* What is required: Every line with the word "SchemeEstimate" in it should be extracted from the data that follows.

* Stored data entries:
· · · · ·
//! Weighted totals and shares with replicate-weight confidence intervals.
//!
//! Point estimates are ratios of summed full-sample weights. The interval is
//! obtained by recomputing the same ratio under every replicate weight,
//! turning the spread of those replicate estimates into a standard error and
//! scaling it by a fixed critical value. No analytic variance is computed.

use nalgebra::DVector;

use crate::error::{PulseError, Result};
use crate::microdata::{MicrodataRecord, SchemeWeights, WeightScheme};
use crate::options::{EstimationOptions, VarianceMethod};

/// Running sum of one scheme's full-sample and replicate weights.
#[derive(Clone, Debug, PartialEq)]
pub struct WeightTally {
    pub full: f64,
    pub replicates: DVector<f64>,
}

impl WeightTally {
    pub fn zeros(replicates: usize) -> Self {
        Self {
            full: 0.0,
            replicates: DVector::zeros(replicates),
        }
    }

    pub fn add(&mut self, weights: &SchemeWeights) {
        self.full += weights.full;
        self.replicates += &weights.replicates;
    }
}

/// Person and household tallies for the same set of respondents.
#[derive(Clone, Debug, PartialEq)]
pub struct CellTally {
    pub person: WeightTally,
    pub household: WeightTally,
}

impl CellTally {
    pub fn zeros(replicates: usize) -> Self {
        Self {
            person: WeightTally::zeros(replicates),
            household: WeightTally::zeros(replicates),
        }
    }

    /// Adds both weighting schemes of one respondent.
    pub fn add(&mut self, record: &MicrodataRecord) {
        self.person.add(record.weights(WeightScheme::Person));
        self.household.add(record.weights(WeightScheme::Household));
    }

    pub fn scheme(&self, scheme: WeightScheme) -> &WeightTally {
        match scheme {
            WeightScheme::Person => &self.person,
            WeightScheme::Household => &self.household,
        }
    }
}

/// A point estimate with lower and upper confidence bounds.
#[derive(Clone, Copy, Debug, PartialEq)]
pub struct Interval {
    pub point: f64,
    pub lower: f64,
    pub upper: f64,
}

impl Interval {
    pub fn new(point: f64, lower: f64, upper: f64) -> Self {
        Self {
            point,
            lower,
            upper,
        }
    }

    /// `lower <= point <= upper`, with no NaN anywhere.
    pub fn is_ordered(&self) -> bool {
        self.lower <= self.point && self.point <= self.upper
    }

    /// Distances `(point - lower, upper - point)`.
    pub fn margins(&self) -> (f64, f64) {
        (self.point - self.lower, self.upper - self.point)
    }
}

/// Total and share for one weighting scheme.
#[derive(Clone, Copy, Debug, PartialEq)]
pub struct SchemeEstimate {
    pub total: Interval,
    pub share: Interval,
}

/// Estimates for both weighting schemes of one cell.
#[derive(Clone, Copy, Debug, PartialEq)]
pub struct CellEstimate {
    pub person: SchemeEstimate,
    pub household: SchemeEstimate,
}

impl CellEstimate {
    pub fn scheme(&self, scheme: WeightScheme) -> &SchemeEstimate {
        match scheme {
            WeightScheme::Person => &self.person,
            WeightScheme::Household => &self.household,
        }
    }
}

/// Computes totals and shares from weight tallies.
#[derive(Clone, Debug, Default)]
pub struct WeightedEstimator {
    options: EstimationOptions,
}

impl WeightedEstimator {
    pub fn new(options: EstimationOptions) -> Self {
        Self { options }
    }

    pub fn options(&self) -> &EstimationOptions {
        &self.options
    }

    /// Standard error of `full` given its replicate estimates.
    pub fn standard_error(&self, full: f64, replicates: &DVector<f64>) -> f64 {
        let count = replicates.len();
        if count == 0 {
            return 0.0;
        }
        let variance = match self.options.variance_method {
            VarianceMethod::SuccessiveDifference => {
                let squares: f64 = replicates.iter().map(|r| (r - full).powi(2)).sum();
                4.0 / count as f64 * squares
            }
            VarianceMethod::ReplicateStdDev => {
                if count < 2 {
                    return 0.0;
                }
                let mean = replicates.mean();
                let squares: f64 = replicates.iter().map(|r| (r - mean).powi(2)).sum();
                squares / (count - 1) as f64
            }
        };
        variance.sqrt()
    }

    fn margin(&self, full: f64, replicates: &DVector<f64>) -> f64 {
        self.options.confidence_multiplier * self.standard_error(full, replicates)
    }

    /// Weighted total with its interval; the lower bound never goes below zero.
    pub fn total(&self, tally: &WeightTally) -> Interval {
        let margin = self.margin(tally.full, &tally.replicates);
        Interval::new(tally.full, (tally.full - margin).max(0.0), tally.full + margin)
    }

    /// Share of the universe falling in the numerator, bounded to `[0, 1]`.
    ///
    /// Fails with [`PulseError::Estimation`] when the weighted universe is zero.
    pub fn share(&self, numerator: &WeightTally, universe: &WeightTally) -> Result<Interval> {
        if !(universe.full.is_finite() && universe.full > 0.0) {
            return Err(PulseError::estimation(
                "share",
                format!("weighted universe is {}", universe.full),
            ));
        }
        if numerator.replicates.len() != universe.replicates.len() {
            return Err(PulseError::estimation(
                "share",
                format!(
                    "{} numerator replicates against {} universe replicates",
                    numerator.replicates.len(),
                    universe.replicates.len()
                ),
            ));
        }
        let point = numerator.full / universe.full;
        let replicates = numerator
            .replicates
            .zip_map(&universe.replicates, |num, den| {
                if den > 0.0 {
                    num / den
                } else {
                    point
                }
            });
        let margin = self.margin(point, &replicates);
        let point = point.clamp(0.0, 1.0);
        Ok(Interval::new(
            point,
            (point - margin).max(0.0),
            (point + margin).min(1.0),
        ))
    }

    /// Estimates both schemes for one cell against its universe.
    pub fn estimate(&self, numerator: &CellTally, universe: &CellTally) -> Result<CellEstimate> {
        Ok(CellEstimate {
            person: self.scheme_estimate(numerator, universe, WeightScheme::Person)?,
            household: self.scheme_estimate(numerator, universe, WeightScheme::Household)?,
        })
    }

    fn scheme_estimate(
        &self,
        numerator: &CellTally,
        universe: &CellTally,
        scheme: WeightScheme,
    ) -> Result<SchemeEstimate> {
        let numerator = numerator.scheme(scheme);
        Ok(SchemeEstimate {
            total: self.total(numerator),
            share: self.share(numerator, universe.scheme(scheme))?,
        })
    }
}

#[cfg(test)]
mod tests {
    use approx::assert_relative_eq;

    use super::*;

    fn tally(full: f64, replicates: &[f64]) -> WeightTally {
        WeightTally {
            full,
            replicates: DVector::from_row_slice(replicates),
        }
    }

    #[test]
    fn successive_difference_share_interval() {
        let estimator = WeightedEstimator::default();
        let numerator = tally(30.0, &[28.0, 32.0, 30.0, 30.0]);
        let universe = tally(100.0, &[100.0; 4]);

        let share = estimator.share(&numerator, &universe).unwrap();
        let se = (4.0 / 4.0 * 0.0008_f64).sqrt();
        assert_relative_eq!(share.point, 0.3, epsilon = 1e-12);
        assert_relative_eq!(share.lower, 0.3 - 1.645 * se, epsilon = 1e-12);
        assert_relative_eq!(share.upper, 0.3 + 1.645 * se, epsilon = 1e-12);
    }

    #[test]
    fn replicate_std_dev_is_available() {
        let options = EstimationOptions::default()
            .with_variance_method(VarianceMethod::ReplicateStdDev)
            .with_confidence_multiplier(1.0);
        let estimator = WeightedEstimator::new(options);
        let se = estimator.standard_error(0.3, &DVector::from_row_slice(&[0.28, 0.32, 0.3, 0.3]));
        assert_relative_eq!(se, (0.0008_f64 / 3.0).sqrt(), epsilon = 1e-12);
    }

    #[test]
    fn zero_universe_is_an_estimation_error() {
        let estimator = WeightedEstimator::default();
        let result = estimator.share(&tally(0.0, &[0.0; 2]), &tally(0.0, &[0.0; 2]));
        assert!(matches!(result, Err(PulseError::Estimation { .. })));
    }

    #[test]
    fn bounds_stay_ordered_and_inside_unit_interval() {
        let estimator = WeightedEstimator::default();
        // Replicates disagree wildly so the raw margin exceeds the point.
        let numerator = tally(2.0, &[0.0, 10.0, 0.0, 10.0]);
        let universe = tally(10.0, &[10.0; 4]);
        let share = estimator.share(&numerator, &universe).unwrap();
        assert!(share.is_ordered());
        assert_eq!(share.lower, 0.0);
        assert_eq!(share.upper, 1.0);

        let total = estimator.total(&numerator);
        assert!(total.is_ordered());
        assert_eq!(total.lower, 0.0);
    }

    #[test]
    fn replicates_with_empty_universe_fall_back_to_point() {
        let estimator = WeightedEstimator::default();
        let share = estimator
            .share(&tally(5.0, &[5.0, 0.0]), &tally(10.0, &[10.0, 0.0]))
            .unwrap();
        assert_eq!(share.lower, share.point);
        assert_eq!(share.upper, share.point);
    }
}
· · · · ·
* Reply:
pub struct SchemeEstimate {
    pub person: SchemeEstimate,
    pub household: SchemeEstimate,
    pub fn scheme(&self, scheme: WeightScheme) -> &SchemeEstimate {
    ) -> Result<SchemeEstimate> {
        Ok(SchemeEstimate {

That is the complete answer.